● **Dataset content**:
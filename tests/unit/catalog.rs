//! Template catalog against the bundled templates and temporary directories.

use payqr::catalog::{bootstrap, sanitize_name, InstallRoot, TemplateCatalog};
use payqr::core::PayqrError;
use payqr::test_utils::TemplateFixture;
use std::fs;

#[test]
fn bootstrap_from_bundled_templates() {
    let root = InstallRoot::new(env!("CARGO_MANIFEST_DIR"));
    let user = tempfile::TempDir::new().unwrap();
    let user_dir = user.path().join("templates");

    let copied = bootstrap(&root.bundled_dir(), &user_dir).unwrap();
    assert!(copied.contains(&"default.toml".to_string()));
    assert!(!copied.contains(&"config.toml".to_string()));

    let catalog = TemplateCatalog::discover(&user_dir).unwrap();
    assert_eq!(catalog.default_name(), "default");
    assert!(catalog.contains("donation"));
}

#[test]
fn bootstrap_leaves_populated_directory_alone() {
    let fixture = TemplateFixture::standard().unwrap();
    let user_dir = fixture.subdir("user").unwrap();
    fs::write(user_dir.join("mine.toml"), "[A]\nkey = \"A\"\nvalue = \"1\"\n").unwrap();

    let copied = bootstrap(&fixture.templates_dir(), &user_dir).unwrap();
    assert!(copied.is_empty());

    let catalog = TemplateCatalog::discover(&user_dir).unwrap();
    assert_eq!(catalog.names(), ["mine"]);
    assert_eq!(catalog.default_name(), "mine");
}

#[test]
fn bundled_directory_lists_templates_but_not_config() {
    let fixture = TemplateFixture::standard().unwrap();
    fixture.write_template("rent", "").unwrap();

    let catalog = TemplateCatalog::discover(&fixture.templates_dir()).unwrap();
    assert_eq!(catalog.names(), ["default", "rent"]);
    assert_eq!(catalog.path_for("rent").unwrap(), fixture.template_path("rent"));
}

#[test]
fn missing_directory_has_no_templates() {
    let fixture = TemplateFixture::standard().unwrap();
    let err = TemplateCatalog::discover(&fixture.root().join("nowhere")).unwrap_err();
    assert!(matches!(err, PayqrError::NoTemplatesFound { .. }));
}

#[test]
fn install_root_found_from_nested_path() {
    let fixture = TemplateFixture::standard().unwrap();
    let nested = fixture.subdir("target/release").unwrap();

    let root = InstallRoot::find_from(&nested).unwrap();
    assert_eq!(root.config_path(), fixture.config_path());
}

#[test]
fn sanitized_names_are_file_safe() {
    for raw in ["rent 2024", "a/b", "x.y", "čačak"] {
        let name = sanitize_name(raw).unwrap();
        assert!(
            name.chars().all(|c| c.is_ascii_alphanumeric() || c == '_' || c == '-'),
            "{raw} -> {name}"
        );
    }
}
//! File system helpers.
//!
//! Small wrappers around `std::fs` that attach path context to errors and
//! write files atomically so that a template is never observed half-written.

use anyhow::{Context, Result};
use std::fs;
use std::io::Write;
use std::path::Path;

/// Ensure a directory exists, creating it and all parents if necessary.
///
/// # Errors
///
/// Returns an error if the path exists but is not a directory, or if the
/// directory cannot be created.
pub fn ensure_dir(path: &Path) -> Result<()> {
    if path.exists() {
        if !path.is_dir() {
            anyhow::bail!("Path exists but is not a directory: {}", path.display());
        }
        return Ok(());
    }

    fs::create_dir_all(path)
        .with_context(|| format!("Failed to create directory: {}", path.display()))
}

/// Atomically write bytes to a file using a write-then-rename strategy.
///
/// The content goes to a temporary file in the target directory, is synced
/// to disk, and is then renamed over the target. Parent directories are
/// created as needed.
///
/// # Errors
///
/// Returns an error if any step of the write fails.
pub fn atomic_write(path: &Path, content: &[u8]) -> Result<()> {
    let parent = match path.parent() {
        Some(parent) if !parent.as_os_str().is_empty() => parent,
        _ => Path::new("."),
    };
    ensure_dir(parent)?;

    let mut temp = tempfile::NamedTempFile::new_in(parent)
        .with_context(|| format!("Failed to create temp file in: {}", parent.display()))?;

    temp.write_all(content)
        .with_context(|| format!("Failed to write to temp file for: {}", path.display()))?;
    temp.as_file().sync_all().context("Failed to sync file to disk")?;

    temp.persist(path)
        .with_context(|| format!("Failed to rename temp file to: {}", path.display()))?;

    Ok(())
}

/// Copy a file unless the destination already exists.
///
/// Returns `true` if the file was copied.
///
/// # Errors
///
/// Returns an error if the copy fails.
pub fn copy_if_absent(src: &Path, dst: &Path) -> Result<bool> {
    if dst.exists() {
        return Ok(false);
    }
    fs::copy(src, dst)
        .with_context(|| format!("Failed to copy {} to {}", src.display(), dst.display()))?;
    Ok(true)
}
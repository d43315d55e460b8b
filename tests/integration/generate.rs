//! Image generation through the default action.

use crate::{is_png, payqr};
use payqr::test_utils::TemplateFixture;
use predicates::prelude::*;

#[test]
fn test_generate_default_template() {
    let fixture = TemplateFixture::standard().unwrap();
    let out = fixture.root().join("qr.png");

    payqr(&fixture)
        .arg("--out")
        .arg(&out)
        .assert()
        .success()
        .stdout(predicate::str::contains("Saved QR to"))
        .stdout(predicate::str::contains("qr.png"));

    assert!(is_png(&out));
}

#[test]
fn test_generate_with_overrides_and_qr_options() {
    let fixture = TemplateFixture::standard().unwrap();
    fixture.write_template("rent", "[Amount]\nkey = \"I\"\nvalue = \"RSD1,00\"\n").unwrap();
    let out = fixture.root().join("rent.png");

    payqr(&fixture)
        .arg("--template")
        .arg(fixture.template_path("rent"))
        .args(["--set", "I=RSD15000,00", "--set", "S=Rent"])
        .args(["--ec", "h", "--module-size", "3", "--border", "1", "--size", "200x200"])
        .arg("--out")
        .arg(&out)
        .assert()
        .success();

    assert!(is_png(&out));
}

#[test]
fn test_generate_uses_global_settings() {
    let fixture = TemplateFixture::standard().unwrap();
    std::fs::write(fixture.root().join("payqr.toml"), "[qr]\nerror_correction = \"M\"\nsize = [64, 64]\n")
        .unwrap();
    let out = fixture.root().join("small.png");

    payqr(&fixture).arg("--out").arg(&out).assert().success();

    assert!(is_png(&out));
}

#[test]
fn test_generate_bundled_install_root() {
    let temp = tempfile::TempDir::new().unwrap();
    let out = temp.path().join("bundled.png");

    assert_cmd::Command::cargo_bin("payqr")
        .unwrap()
        .env_remove("RUST_LOG")
        .arg("--install-root")
        .arg(env!("CARGO_MANIFEST_DIR"))
        .arg("--config")
        .arg(temp.path().join("payqr.toml"))
        .arg("--out")
        .arg(&out)
        .assert()
        .success()
        .stdout(predicate::str::starts_with("Saved QR to"));

    assert!(is_png(&out));
}
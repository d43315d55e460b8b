//! Global constants used throughout the PayQR codebase.
//!
//! File names, directory names and rendering defaults that more than one
//! module needs to agree on.

/// Name of the base configuration document holding the fixed fields.
pub const CONFIG_FILE_NAME: &str = "config.toml";

/// Stem of the configuration document; never listed as a template.
pub const CONFIG_STEM: &str = "config";

/// Template selected when no explicit choice is made.
pub const DEFAULT_TEMPLATE: &str = "default";

/// Directory holding the bundled templates below the install root.
pub const TEMPLATES_DIR_NAME: &str = "templates";

/// Per-user data directory below the home directory.
pub const USER_DIR_NAME: &str = ".payqr";

/// Global settings file inside [`USER_DIR_NAME`].
pub const GLOBAL_CONFIG_FILE_NAME: &str = "payqr.toml";

/// Environment variable overriding the install root.
pub const INSTALL_ROOT_ENV: &str = "PAYQR_INSTALL_ROOT";

/// Top-level document key holding the rendering separator between segments.
pub const SEPARATOR_KEY: &str = "separator";

/// Top-level document key holding the separator between key and value.
pub const KV_SEP_KEY: &str = "kv_sep";

/// Top-level document key controlling omission of empty values.
pub const TRIM_EMPTY_KEY: &str = "trim_empty";

/// The three top-level keys that are rendering settings rather than fields.
pub const SETTING_KEYS: [&str; 3] = [SEPARATOR_KEY, KV_SEP_KEY, TRIM_EMPTY_KEY];

/// Top-level key used by the array and grouped-table document shapes.
pub const FIELDS_KEY: &str = "fields";

/// Default separator between rendered `key:value` segments.
pub const DEFAULT_SEPARATOR: &str = "|";

/// Default separator between a field key and its value.
pub const DEFAULT_KV_SEP: &str = ":";

/// Labels of the protocol-constant fields that are never user-editable.
pub const READONLY_LABELS: [&str; 3] = ["IdentificationCode", "Version", "CodeSet"];

/// Currency assumed when an amount value carries no currency prefix.
pub const DEFAULT_CURRENCY: &str = "RSD";

/// Label of the field whose value is split into currency and amount.
pub const AMOUNT_LABEL: &str = "Amount";
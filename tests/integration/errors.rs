//! Failure reporting: messages on stderr and exit code 1.

use crate::payqr;
use payqr::test_utils::TemplateFixture;
use predicates::prelude::*;

#[test]
fn test_malformed_template_fails() {
    let fixture = TemplateFixture::standard().unwrap();
    fixture.write_template("broken", "[Amount\nkey = ").unwrap();
    let out = fixture.root().join("qr.png");

    payqr(&fixture)
        .arg("--template")
        .arg(fixture.template_path("broken"))
        .arg("--out")
        .arg(&out)
        .assert()
        .code(1)
        .stderr(predicate::str::contains("Failed to load document"))
        .stderr(predicate::str::contains("suggestion"));

    assert!(!out.exists());
}

#[test]
fn test_missing_config_fails() {
    let fixture = TemplateFixture::standard().unwrap();
    std::fs::remove_file(fixture.config_path()).unwrap();

    payqr(&fixture)
        .arg("render")
        .assert()
        .code(1)
        .stderr(predicate::str::contains("config.toml"));
}

#[test]
fn test_invalid_override_fails() {
    let fixture = TemplateFixture::standard().unwrap();

    payqr(&fixture)
        .args(["render", "--set", "no-equals-sign"])
        .assert()
        .code(1)
        .stderr(predicate::str::contains("Invalid override 'no-equals-sign'"));
}

#[test]
fn test_invalid_size_fails() {
    let fixture = TemplateFixture::standard().unwrap();

    payqr(&fixture)
        .arg("--out")
        .arg(fixture.root().join("qr.png"))
        .args(["--size", "huge"])
        .assert()
        .code(1)
        .stderr(predicate::str::contains("Invalid image size 'huge'"));
}

#[test]
fn test_unsupported_image_extension_fails() {
    let fixture = TemplateFixture::standard().unwrap();

    payqr(&fixture)
        .arg("--out")
        .arg(fixture.root().join("qr.notanimage"))
        .assert()
        .code(1)
        .stderr(predicate::str::contains("QR encoder failed"));
}

#[test]
fn test_missing_out_is_a_usage_error() {
    let fixture = TemplateFixture::standard().unwrap();

    payqr(&fixture).assert().failure().stderr(predicate::str::contains("--out"));
}

#[test]
fn test_invalid_global_settings_fail() {
    let fixture = TemplateFixture::standard().unwrap();
    std::fs::write(fixture.root().join("payqr.toml"), "[qr]\nerror_correction = \"Z\"\n").unwrap();

    payqr(&fixture)
        .arg("render")
        .assert()
        .code(1)
        .stderr(predicate::str::contains("Failed to parse global config"));
}

#[test]
fn test_oversized_border_fails() {
    let fixture = TemplateFixture::standard().unwrap();
    let out = fixture.root().join("qr.png");

    payqr(&fixture)
        .arg("--out")
        .arg(&out)
        .args(["--border", "4294967295"])
        .assert()
        .code(1)
        .stderr(predicate::str::contains("QR encoder failed"));

    assert!(!out.exists());
}
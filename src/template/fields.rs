//! Field records and the three supported document shapes.
//!
//! Templates have been written in three conventions over time. All of them
//! normalize to the same ordered sequence of [`FieldRecord`]s:
//!
//! ```toml
//! # Array of tables
//! [[fields]]
//! key = "I"
//! value = "RSD100,00"
//! label = "Amount"
//!
//! # Table of labeled tables
//! [fields.Amount]
//! key = "I"
//! value = "RSD100,00"
//!
//! # Flat top-level tables
//! [Amount]
//! key = "I"
//! value = "RSD100,00"
//! ```
//!
//! The shape is resolved by [`FieldShape::detect`] with a fixed precedence:
//! array, then grouped table, then flat. An array always wins, even when it
//! is empty. A grouped table that yields no records falls through to the flat
//! shape.

use crate::constants::{FIELDS_KEY, SETTING_KEYS};
use crate::template::merge::{is_field_table, MergedTemplate};
use serde::Serialize;
use toml::{Table, Value};
use tracing::warn;

/// One payload element.
#[derive(Debug, Clone, PartialEq, Eq, Serialize)]
pub struct FieldRecord {
    /// Name component of the rendered `key:value` segment.
    pub key: String,
    /// Stored default value; may be empty.
    pub value: String,
    /// Human-facing name of the field.
    pub label: String,
    /// Advisory flag, not enforced by the renderer.
    #[serde(skip_serializing_if = "Option::is_none")]
    pub required: Option<bool>,
    /// Advisory validation hint, not used by the renderer.
    #[serde(skip_serializing_if = "Option::is_none")]
    pub pattern: Option<String>,
}

impl FieldRecord {
    /// Create a record without advisory metadata.
    pub fn new(key: impl Into<String>, value: impl Into<String>, label: impl Into<String>) -> Self {
        Self {
            key: key.into(),
            value: value.into(),
            label: label.into(),
            required: None,
            pattern: None,
        }
    }

    /// Build a record from a field table.
    ///
    /// The label comes from the table's own `label` entry, else from the
    /// name the table was declared under, else from the key.
    #[must_use]
    pub fn from_table(table: &Table, declared_as: Option<&str>) -> Self {
        let key = table.get("key").map(value_to_string).unwrap_or_default();
        let value = table.get("value").map(value_to_string).unwrap_or_default();
        let label = table
            .get("label")
            .map(value_to_string)
            .or_else(|| declared_as.map(str::to_string))
            .unwrap_or_else(|| key.clone());

        Self {
            key,
            value,
            label,
            required: table.get("required").and_then(Value::as_bool),
            pattern: table.get("pattern").and_then(Value::as_str).map(str::to_string),
        }
    }

    /// Whether the field is flagged as required.
    #[must_use]
    pub fn is_required(&self) -> bool {
        self.required.unwrap_or(false)
    }
}

/// The document shape a merged structure is read with.
#[derive(Debug, Clone, Copy, PartialEq)]
pub enum FieldShape<'a> {
    /// `fields` is an array of field tables.
    Array(&'a [Value]),
    /// `fields` is a table of labeled field tables.
    GroupedTable(&'a Table),
    /// Field tables live directly at the top level.
    FlatTable,
}

impl<'a> FieldShape<'a> {
    /// Pick the highest-precedence shape the structure could be read with.
    #[must_use]
    pub fn detect(merged: &'a MergedTemplate) -> Self {
        match merged.get(FIELDS_KEY) {
            Some(Value::Array(items)) => Self::Array(items),
            Some(Value::Table(groups)) => Self::GroupedTable(groups),
            _ => Self::FlatTable,
        }
    }
}

/// Normalize a merged structure into its ordered field records.
///
/// Never fails; a structure without recognizable fields yields an empty
/// sequence.
#[must_use]
pub fn get_fields(merged: &MergedTemplate) -> Vec<FieldRecord> {
    match FieldShape::detect(merged) {
        FieldShape::Array(items) => {
            warn_shadowed(merged, "array");
            return items
                .iter()
                .filter_map(Value::as_table)
                .map(|table| FieldRecord::from_table(table, None))
                .collect();
        }
        FieldShape::GroupedTable(groups) => {
            let records = collect_tables(groups.iter().map(|(k, v)| (k.as_str(), v)));
            if !records.is_empty() {
                warn_shadowed(merged, "grouped table");
                return records;
            }
        }
        FieldShape::FlatTable => {}
    }

    collect_tables(merged.iter().filter(|(label, _)| !SETTING_KEYS.contains(label)))
}

/// Labels of top-level field tables that are ignored because a `fields`
/// collection takes precedence.
///
/// Empty when the structure is read in the flat shape.
#[must_use]
pub fn shadowed_flat_labels(merged: &MergedTemplate) -> Vec<String> {
    let shadowing = match FieldShape::detect(merged) {
        FieldShape::Array(_) => true,
        FieldShape::GroupedTable(groups) => groups.values().any(is_field_table),
        FieldShape::FlatTable => false,
    };
    if !shadowing {
        return Vec::new();
    }

    merged
        .iter()
        .filter(|(label, item)| *label != FIELDS_KEY && !SETTING_KEYS.contains(label) && is_field_table(item))
        .map(|(label, _)| label.to_string())
        .collect()
}

fn warn_shadowed(merged: &MergedTemplate, shape: &str) {
    let hidden = shadowed_flat_labels(merged);
    if !hidden.is_empty() {
        warn!(
            shape,
            ignored = %hidden.join(", "),
            "Field tables outside the `fields` collection are ignored"
        );
    }
}

fn collect_tables<'a>(entries: impl Iterator<Item = (&'a str, &'a Value)>) -> Vec<FieldRecord> {
    entries
        .filter(|(_, item)| is_field_table(item))
        .filter_map(|(label, item)| {
            item.as_table().map(|table| FieldRecord::from_table(table, Some(label)))
        })
        .collect()
}

/// Render a TOML value as the text it contributes to a payload.
pub(crate) fn value_to_string(value: &Value) -> String {
    match value {
        Value::String(s) => s.clone(),
        Value::Integer(i) => i.to_string(),
        Value::Float(f) => f.to_string(),
        Value::Boolean(b) => b.to_string(),
        Value::Datetime(d) => d.to_string(),
        other => other.to_string(),
    }
}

● **What you will do**:
Lines containing the word "module": copy every one of them from the records above.

● **Reply to the task**:
        .args(["--ec", "h", "--module-size", "3", "--border", "1", "--size", "200x200"])
//! module needs to agree on.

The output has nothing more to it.